Task: Report every line of the records below that includes the string "true".

########

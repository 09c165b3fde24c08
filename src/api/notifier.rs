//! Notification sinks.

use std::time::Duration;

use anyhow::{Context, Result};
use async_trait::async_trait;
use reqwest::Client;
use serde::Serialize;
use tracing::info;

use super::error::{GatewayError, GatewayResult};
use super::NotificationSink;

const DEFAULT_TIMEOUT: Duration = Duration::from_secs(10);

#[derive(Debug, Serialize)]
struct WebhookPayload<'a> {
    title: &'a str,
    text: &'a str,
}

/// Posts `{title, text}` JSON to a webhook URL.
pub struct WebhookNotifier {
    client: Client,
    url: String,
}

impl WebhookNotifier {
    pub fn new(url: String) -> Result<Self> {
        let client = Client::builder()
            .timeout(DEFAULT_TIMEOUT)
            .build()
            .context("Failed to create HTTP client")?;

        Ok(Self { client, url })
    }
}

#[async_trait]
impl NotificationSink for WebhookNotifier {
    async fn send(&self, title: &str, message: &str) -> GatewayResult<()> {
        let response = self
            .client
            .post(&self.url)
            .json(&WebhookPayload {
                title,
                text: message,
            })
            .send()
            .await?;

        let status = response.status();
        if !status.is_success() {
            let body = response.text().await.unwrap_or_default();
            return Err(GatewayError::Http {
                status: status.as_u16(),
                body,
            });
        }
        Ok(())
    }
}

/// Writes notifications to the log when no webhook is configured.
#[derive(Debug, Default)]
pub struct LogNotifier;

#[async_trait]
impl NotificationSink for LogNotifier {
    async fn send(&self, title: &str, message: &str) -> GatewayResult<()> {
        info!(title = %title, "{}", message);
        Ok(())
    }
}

########

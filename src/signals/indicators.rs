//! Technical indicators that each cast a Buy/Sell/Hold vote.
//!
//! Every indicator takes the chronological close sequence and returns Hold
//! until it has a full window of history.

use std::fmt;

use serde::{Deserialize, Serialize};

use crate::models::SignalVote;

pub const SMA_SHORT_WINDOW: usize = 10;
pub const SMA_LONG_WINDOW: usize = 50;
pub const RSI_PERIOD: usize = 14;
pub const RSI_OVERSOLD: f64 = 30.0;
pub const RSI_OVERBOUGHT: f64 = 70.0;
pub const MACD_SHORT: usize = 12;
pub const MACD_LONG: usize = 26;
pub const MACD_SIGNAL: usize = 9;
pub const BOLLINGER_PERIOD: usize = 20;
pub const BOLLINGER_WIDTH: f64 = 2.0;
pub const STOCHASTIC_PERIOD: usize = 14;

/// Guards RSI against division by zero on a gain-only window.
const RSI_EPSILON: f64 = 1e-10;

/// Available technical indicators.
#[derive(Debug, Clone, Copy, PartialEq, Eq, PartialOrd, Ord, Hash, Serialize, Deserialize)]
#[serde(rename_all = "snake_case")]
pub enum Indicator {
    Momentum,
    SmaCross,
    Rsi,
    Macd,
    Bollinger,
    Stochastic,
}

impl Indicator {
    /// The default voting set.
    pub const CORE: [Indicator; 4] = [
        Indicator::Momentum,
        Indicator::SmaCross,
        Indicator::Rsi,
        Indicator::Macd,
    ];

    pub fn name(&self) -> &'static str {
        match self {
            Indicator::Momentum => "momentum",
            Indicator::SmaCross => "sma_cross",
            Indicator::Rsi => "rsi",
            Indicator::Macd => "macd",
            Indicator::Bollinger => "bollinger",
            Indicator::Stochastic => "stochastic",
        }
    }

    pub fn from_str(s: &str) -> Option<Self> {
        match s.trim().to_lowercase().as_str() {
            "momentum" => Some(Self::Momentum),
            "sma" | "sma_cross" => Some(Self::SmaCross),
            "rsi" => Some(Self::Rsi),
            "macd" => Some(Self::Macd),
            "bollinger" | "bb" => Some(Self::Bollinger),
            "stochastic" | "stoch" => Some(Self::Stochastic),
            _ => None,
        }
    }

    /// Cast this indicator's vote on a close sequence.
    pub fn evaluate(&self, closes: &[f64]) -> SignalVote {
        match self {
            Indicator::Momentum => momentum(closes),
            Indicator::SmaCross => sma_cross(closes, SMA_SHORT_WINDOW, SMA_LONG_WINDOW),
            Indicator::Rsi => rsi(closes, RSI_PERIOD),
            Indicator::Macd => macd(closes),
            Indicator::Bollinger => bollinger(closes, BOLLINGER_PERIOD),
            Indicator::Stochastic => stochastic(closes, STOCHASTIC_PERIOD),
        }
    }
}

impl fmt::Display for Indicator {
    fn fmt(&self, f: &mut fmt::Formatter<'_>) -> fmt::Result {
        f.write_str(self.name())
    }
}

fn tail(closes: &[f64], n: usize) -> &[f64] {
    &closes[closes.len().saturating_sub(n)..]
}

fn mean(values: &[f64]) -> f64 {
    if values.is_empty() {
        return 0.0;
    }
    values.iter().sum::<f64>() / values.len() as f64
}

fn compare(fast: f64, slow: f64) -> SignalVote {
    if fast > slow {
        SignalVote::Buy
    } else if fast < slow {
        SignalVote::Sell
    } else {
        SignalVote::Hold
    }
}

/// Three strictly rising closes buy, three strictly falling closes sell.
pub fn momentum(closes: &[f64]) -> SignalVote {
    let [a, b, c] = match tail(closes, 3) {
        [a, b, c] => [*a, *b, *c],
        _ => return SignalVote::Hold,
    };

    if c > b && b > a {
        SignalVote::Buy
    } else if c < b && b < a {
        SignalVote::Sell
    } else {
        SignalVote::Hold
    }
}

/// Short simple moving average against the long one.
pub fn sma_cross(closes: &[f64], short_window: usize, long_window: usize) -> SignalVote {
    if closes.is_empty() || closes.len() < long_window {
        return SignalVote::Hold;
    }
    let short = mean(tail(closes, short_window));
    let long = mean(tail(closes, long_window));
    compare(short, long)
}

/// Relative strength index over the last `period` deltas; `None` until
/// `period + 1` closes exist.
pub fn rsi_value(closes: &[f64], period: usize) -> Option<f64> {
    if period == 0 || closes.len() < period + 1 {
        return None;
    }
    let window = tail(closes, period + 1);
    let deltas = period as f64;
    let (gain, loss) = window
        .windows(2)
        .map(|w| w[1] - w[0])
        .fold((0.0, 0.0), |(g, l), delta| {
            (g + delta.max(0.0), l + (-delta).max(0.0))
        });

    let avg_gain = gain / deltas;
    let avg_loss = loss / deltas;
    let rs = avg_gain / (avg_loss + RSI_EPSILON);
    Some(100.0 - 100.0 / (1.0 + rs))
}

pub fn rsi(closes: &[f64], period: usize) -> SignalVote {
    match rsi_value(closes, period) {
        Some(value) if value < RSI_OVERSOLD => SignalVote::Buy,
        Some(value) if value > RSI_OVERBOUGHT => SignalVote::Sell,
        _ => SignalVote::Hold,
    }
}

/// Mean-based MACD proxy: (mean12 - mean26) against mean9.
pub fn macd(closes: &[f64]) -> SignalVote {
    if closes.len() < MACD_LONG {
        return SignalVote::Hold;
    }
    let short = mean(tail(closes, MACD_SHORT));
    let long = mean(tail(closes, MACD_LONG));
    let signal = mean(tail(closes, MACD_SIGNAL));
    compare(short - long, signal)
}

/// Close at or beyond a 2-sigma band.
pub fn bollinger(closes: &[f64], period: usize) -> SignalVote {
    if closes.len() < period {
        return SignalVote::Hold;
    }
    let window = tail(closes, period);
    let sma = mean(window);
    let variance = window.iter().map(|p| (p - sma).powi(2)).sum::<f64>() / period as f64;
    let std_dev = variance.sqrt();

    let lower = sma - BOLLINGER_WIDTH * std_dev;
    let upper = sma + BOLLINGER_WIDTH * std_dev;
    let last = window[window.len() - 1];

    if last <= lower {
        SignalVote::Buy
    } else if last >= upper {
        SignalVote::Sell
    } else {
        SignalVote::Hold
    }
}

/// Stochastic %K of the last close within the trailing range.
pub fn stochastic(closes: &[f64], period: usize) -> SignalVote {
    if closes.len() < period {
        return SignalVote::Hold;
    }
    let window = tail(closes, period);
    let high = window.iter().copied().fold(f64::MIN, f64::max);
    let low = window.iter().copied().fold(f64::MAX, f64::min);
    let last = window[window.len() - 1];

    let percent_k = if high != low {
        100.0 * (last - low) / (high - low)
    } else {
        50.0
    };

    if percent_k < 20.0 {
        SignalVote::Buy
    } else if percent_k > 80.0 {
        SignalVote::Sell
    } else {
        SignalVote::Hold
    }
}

########

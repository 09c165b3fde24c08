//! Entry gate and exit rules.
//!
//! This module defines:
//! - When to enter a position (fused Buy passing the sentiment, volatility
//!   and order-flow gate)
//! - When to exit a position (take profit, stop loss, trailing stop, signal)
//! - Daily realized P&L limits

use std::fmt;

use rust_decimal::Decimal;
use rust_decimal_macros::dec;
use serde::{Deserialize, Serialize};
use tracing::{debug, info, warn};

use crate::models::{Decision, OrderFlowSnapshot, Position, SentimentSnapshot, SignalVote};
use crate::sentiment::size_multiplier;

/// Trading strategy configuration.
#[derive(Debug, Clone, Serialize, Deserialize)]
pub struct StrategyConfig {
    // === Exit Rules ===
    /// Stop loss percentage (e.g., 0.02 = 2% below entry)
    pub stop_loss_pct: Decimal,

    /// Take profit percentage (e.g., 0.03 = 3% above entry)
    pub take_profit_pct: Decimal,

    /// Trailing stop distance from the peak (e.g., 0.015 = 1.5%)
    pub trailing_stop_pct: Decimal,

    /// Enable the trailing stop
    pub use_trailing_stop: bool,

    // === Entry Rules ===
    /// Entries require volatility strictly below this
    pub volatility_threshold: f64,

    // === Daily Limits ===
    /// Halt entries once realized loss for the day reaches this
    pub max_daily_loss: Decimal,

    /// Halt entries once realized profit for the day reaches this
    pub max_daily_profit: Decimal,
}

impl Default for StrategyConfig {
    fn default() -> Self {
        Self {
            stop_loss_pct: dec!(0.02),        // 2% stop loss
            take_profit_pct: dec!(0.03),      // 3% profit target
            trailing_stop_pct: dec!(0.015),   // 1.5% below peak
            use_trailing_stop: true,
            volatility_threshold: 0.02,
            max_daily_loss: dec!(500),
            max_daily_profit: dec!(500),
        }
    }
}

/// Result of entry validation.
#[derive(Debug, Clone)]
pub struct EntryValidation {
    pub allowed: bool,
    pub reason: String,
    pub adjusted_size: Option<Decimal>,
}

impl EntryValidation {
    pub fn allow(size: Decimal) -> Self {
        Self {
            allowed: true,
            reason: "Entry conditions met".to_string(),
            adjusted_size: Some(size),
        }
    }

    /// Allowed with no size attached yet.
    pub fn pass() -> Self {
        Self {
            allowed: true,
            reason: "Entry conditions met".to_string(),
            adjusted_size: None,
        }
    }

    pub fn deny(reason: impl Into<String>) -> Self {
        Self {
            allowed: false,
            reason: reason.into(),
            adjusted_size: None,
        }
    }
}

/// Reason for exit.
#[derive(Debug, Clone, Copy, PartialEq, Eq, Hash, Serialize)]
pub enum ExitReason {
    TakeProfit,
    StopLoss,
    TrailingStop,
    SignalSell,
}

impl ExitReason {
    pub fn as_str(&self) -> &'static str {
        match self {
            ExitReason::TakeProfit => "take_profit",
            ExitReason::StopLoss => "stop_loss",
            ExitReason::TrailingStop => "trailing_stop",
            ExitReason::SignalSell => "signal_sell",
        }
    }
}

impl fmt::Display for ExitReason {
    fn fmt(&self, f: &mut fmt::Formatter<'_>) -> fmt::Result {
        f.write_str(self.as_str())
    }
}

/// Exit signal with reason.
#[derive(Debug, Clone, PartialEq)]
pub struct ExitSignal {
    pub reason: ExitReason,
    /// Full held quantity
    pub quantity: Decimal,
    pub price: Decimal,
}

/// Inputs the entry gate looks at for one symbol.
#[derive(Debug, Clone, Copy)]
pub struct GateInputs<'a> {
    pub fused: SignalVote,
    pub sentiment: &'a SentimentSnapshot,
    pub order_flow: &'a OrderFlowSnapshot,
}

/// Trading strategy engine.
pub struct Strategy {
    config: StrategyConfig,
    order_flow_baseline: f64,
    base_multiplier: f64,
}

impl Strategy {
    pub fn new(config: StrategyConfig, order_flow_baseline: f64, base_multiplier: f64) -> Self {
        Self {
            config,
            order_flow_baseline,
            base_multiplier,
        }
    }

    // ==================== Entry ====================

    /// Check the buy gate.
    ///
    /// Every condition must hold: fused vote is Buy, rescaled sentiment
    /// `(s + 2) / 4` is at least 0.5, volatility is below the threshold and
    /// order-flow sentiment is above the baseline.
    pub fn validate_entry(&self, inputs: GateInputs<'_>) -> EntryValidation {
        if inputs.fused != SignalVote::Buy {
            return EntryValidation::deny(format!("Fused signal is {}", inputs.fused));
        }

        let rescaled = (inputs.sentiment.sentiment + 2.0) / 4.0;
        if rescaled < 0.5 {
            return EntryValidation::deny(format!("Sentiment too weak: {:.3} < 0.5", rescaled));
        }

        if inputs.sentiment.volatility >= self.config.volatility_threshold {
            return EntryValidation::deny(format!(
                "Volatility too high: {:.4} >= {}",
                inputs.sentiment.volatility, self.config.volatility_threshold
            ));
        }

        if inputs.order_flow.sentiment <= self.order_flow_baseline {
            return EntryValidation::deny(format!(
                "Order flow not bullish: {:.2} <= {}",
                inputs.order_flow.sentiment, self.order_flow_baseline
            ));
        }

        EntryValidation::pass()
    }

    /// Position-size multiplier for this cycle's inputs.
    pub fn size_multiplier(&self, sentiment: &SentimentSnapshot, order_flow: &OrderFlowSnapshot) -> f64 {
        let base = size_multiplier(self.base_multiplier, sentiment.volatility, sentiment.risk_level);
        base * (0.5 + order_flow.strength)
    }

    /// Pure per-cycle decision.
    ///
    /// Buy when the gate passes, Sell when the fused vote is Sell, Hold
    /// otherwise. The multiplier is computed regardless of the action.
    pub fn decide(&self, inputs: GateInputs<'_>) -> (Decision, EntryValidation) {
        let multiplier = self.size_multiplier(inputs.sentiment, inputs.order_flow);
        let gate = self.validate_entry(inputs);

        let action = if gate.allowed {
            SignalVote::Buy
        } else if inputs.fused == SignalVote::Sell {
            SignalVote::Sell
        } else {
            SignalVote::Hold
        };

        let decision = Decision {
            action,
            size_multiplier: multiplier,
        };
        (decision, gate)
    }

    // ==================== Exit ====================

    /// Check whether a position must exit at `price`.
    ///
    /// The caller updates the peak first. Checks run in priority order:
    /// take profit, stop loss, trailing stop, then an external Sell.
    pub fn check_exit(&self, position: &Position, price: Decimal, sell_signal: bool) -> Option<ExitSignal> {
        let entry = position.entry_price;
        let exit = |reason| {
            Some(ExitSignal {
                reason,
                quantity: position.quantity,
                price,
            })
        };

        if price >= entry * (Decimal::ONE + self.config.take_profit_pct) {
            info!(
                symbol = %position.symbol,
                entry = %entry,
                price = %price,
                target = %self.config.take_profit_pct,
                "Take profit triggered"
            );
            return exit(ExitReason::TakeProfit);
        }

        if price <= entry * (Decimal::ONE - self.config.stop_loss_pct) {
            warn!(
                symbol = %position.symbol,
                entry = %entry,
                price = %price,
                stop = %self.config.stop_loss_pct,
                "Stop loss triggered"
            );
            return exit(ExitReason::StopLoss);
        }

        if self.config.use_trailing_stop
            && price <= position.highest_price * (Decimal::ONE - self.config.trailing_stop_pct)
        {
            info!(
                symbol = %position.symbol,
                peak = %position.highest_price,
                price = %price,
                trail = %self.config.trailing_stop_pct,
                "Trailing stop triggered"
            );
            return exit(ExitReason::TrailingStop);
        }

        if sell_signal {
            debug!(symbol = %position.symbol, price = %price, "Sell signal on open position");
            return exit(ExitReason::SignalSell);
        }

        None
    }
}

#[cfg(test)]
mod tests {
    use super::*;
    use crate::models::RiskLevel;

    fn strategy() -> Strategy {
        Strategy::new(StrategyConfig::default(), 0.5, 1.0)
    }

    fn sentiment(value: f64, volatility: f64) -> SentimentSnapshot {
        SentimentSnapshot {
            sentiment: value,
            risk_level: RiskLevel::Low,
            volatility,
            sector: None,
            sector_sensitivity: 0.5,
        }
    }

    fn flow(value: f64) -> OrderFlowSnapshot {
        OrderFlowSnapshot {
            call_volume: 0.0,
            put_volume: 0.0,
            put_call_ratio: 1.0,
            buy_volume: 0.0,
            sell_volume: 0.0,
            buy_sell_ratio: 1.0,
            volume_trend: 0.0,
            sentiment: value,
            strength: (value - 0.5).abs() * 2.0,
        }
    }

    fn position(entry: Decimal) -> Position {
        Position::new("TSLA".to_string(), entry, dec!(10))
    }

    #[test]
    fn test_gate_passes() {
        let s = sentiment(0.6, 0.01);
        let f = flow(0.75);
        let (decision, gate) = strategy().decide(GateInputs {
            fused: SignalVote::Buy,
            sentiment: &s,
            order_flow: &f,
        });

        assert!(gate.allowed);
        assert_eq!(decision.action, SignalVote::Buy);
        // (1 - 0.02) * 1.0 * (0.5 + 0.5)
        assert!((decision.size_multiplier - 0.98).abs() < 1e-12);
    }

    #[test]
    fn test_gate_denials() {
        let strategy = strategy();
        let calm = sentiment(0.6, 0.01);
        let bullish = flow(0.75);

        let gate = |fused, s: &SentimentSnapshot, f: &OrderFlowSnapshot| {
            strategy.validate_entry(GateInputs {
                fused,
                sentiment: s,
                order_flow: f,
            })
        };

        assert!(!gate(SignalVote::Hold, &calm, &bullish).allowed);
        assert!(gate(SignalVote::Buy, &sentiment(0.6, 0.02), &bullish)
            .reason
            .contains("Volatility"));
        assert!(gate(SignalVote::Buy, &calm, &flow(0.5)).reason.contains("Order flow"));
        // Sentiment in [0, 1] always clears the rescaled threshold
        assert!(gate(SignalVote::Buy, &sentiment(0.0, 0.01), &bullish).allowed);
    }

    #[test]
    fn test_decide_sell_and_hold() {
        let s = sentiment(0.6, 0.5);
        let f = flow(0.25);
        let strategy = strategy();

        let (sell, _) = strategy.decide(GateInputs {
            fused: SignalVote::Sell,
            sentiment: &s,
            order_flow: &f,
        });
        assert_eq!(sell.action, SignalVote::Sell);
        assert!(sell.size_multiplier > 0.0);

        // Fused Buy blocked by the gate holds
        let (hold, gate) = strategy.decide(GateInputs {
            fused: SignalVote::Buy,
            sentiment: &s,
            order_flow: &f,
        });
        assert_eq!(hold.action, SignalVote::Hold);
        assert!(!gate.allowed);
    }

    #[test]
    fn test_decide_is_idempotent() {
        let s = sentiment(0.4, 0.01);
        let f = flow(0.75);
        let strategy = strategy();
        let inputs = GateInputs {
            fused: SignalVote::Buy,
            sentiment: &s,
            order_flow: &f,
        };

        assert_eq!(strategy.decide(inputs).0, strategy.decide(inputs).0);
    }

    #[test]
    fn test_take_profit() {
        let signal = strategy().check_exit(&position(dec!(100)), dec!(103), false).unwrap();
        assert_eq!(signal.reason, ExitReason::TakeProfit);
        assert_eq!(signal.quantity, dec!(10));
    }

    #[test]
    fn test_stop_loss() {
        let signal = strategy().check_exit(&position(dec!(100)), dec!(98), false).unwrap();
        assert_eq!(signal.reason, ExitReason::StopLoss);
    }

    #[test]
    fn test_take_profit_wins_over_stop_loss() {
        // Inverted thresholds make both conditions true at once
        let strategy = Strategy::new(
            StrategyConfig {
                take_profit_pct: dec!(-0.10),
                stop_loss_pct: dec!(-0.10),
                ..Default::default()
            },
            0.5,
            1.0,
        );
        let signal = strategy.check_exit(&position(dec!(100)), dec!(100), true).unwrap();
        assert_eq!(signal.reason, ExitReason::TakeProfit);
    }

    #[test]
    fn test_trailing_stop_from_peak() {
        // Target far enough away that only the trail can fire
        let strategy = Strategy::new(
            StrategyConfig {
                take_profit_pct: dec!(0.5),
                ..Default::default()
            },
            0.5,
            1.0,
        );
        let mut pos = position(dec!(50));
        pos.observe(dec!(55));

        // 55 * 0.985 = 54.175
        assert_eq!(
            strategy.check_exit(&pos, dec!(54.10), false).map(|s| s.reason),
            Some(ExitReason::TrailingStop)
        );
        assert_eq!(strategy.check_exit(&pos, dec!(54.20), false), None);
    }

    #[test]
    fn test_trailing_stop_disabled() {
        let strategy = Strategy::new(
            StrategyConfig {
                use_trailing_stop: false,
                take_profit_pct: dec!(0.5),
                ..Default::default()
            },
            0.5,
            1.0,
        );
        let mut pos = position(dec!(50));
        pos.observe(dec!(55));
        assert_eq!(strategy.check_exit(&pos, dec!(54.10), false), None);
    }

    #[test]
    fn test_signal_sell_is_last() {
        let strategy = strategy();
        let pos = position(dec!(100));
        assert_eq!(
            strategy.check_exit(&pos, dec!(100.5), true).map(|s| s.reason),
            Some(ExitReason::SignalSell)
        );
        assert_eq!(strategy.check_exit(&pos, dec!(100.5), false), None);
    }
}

########

Reply:
            use_trailing_stop: true,
            allowed: true,
            allowed: true,
        // Inverted thresholds make both conditions true at once
        let signal = strategy.check_exit(&position(dec!(100)), dec!(100), true).unwrap();
            strategy.check_exit(&pos, dec!(100.5), true).map(|s| s.reason),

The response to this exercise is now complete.